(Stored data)
§ §

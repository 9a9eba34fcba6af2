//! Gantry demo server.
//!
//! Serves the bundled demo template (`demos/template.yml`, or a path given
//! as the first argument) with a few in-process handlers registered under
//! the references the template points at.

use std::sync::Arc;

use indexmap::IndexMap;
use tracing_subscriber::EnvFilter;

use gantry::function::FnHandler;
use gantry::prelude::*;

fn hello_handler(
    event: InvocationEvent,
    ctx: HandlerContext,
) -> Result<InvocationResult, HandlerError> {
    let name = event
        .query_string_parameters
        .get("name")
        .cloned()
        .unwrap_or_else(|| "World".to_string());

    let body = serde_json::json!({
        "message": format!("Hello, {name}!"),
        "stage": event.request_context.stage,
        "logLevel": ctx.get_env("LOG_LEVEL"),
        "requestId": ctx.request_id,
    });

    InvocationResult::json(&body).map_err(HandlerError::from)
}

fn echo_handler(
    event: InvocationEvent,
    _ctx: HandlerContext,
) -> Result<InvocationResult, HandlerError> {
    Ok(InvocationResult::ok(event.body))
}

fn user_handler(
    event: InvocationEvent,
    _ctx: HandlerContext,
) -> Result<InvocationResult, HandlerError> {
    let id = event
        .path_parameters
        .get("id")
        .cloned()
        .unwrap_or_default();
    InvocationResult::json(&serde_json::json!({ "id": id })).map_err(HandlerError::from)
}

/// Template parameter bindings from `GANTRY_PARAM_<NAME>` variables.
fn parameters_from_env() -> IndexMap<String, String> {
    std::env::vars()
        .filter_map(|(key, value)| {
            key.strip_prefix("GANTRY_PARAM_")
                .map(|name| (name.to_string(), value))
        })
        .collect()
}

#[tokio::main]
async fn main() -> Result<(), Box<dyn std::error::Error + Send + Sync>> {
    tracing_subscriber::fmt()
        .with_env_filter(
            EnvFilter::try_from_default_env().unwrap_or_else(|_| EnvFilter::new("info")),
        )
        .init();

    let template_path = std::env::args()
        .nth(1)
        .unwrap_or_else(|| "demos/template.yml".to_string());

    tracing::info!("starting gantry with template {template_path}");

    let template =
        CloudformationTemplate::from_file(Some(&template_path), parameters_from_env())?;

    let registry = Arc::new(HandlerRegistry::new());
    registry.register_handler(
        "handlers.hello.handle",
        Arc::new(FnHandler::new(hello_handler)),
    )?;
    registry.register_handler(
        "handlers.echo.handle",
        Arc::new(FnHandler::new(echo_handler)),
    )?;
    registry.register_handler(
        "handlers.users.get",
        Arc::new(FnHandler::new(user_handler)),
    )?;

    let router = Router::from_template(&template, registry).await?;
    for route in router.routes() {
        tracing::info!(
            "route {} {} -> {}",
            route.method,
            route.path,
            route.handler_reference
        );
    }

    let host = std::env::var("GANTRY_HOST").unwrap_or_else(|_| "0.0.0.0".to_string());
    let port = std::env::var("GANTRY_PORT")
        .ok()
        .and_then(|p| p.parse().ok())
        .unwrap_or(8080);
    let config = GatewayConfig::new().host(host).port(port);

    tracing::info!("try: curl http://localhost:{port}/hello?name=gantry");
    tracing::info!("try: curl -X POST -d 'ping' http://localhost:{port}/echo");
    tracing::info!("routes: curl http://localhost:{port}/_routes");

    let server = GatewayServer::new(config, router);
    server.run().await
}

§ §

- _WORK INSTRUCTIONS_
Quote the records above from their first line through the line containing "InvocationResult::json(&body).map_err(HandlerError::from)", both ends included.

- _EXERCISE RESPONSE_
repository 9a9eba34fcba6af2
//! Gantry demo server.
//!
//! Serves the bundled demo template (`demos/template.yml`, or a path given
//! as the first argument) with a few in-process handlers registered under
//! the references the template points at.

use std::sync::Arc;

use indexmap::IndexMap;
use tracing_subscriber::EnvFilter;

use gantry::function::FnHandler;
use gantry::prelude::*;

fn hello_handler(
    event: InvocationEvent,
    ctx: HandlerContext,
) -> Result<InvocationResult, HandlerError> {
    let name = event
        .query_string_parameters
        .get("name")
        .cloned()
        .unwrap_or_else(|| "World".to_string());

    let body = serde_json::json!({
        "message": format!("Hello, {name}!"),
        "stage": event.request_context.stage,
        "logLevel": ctx.get_env("LOG_LEVEL"),
        "requestId": ctx.request_id,
    });

    InvocationResult::json(&body).map_err(HandlerError::from)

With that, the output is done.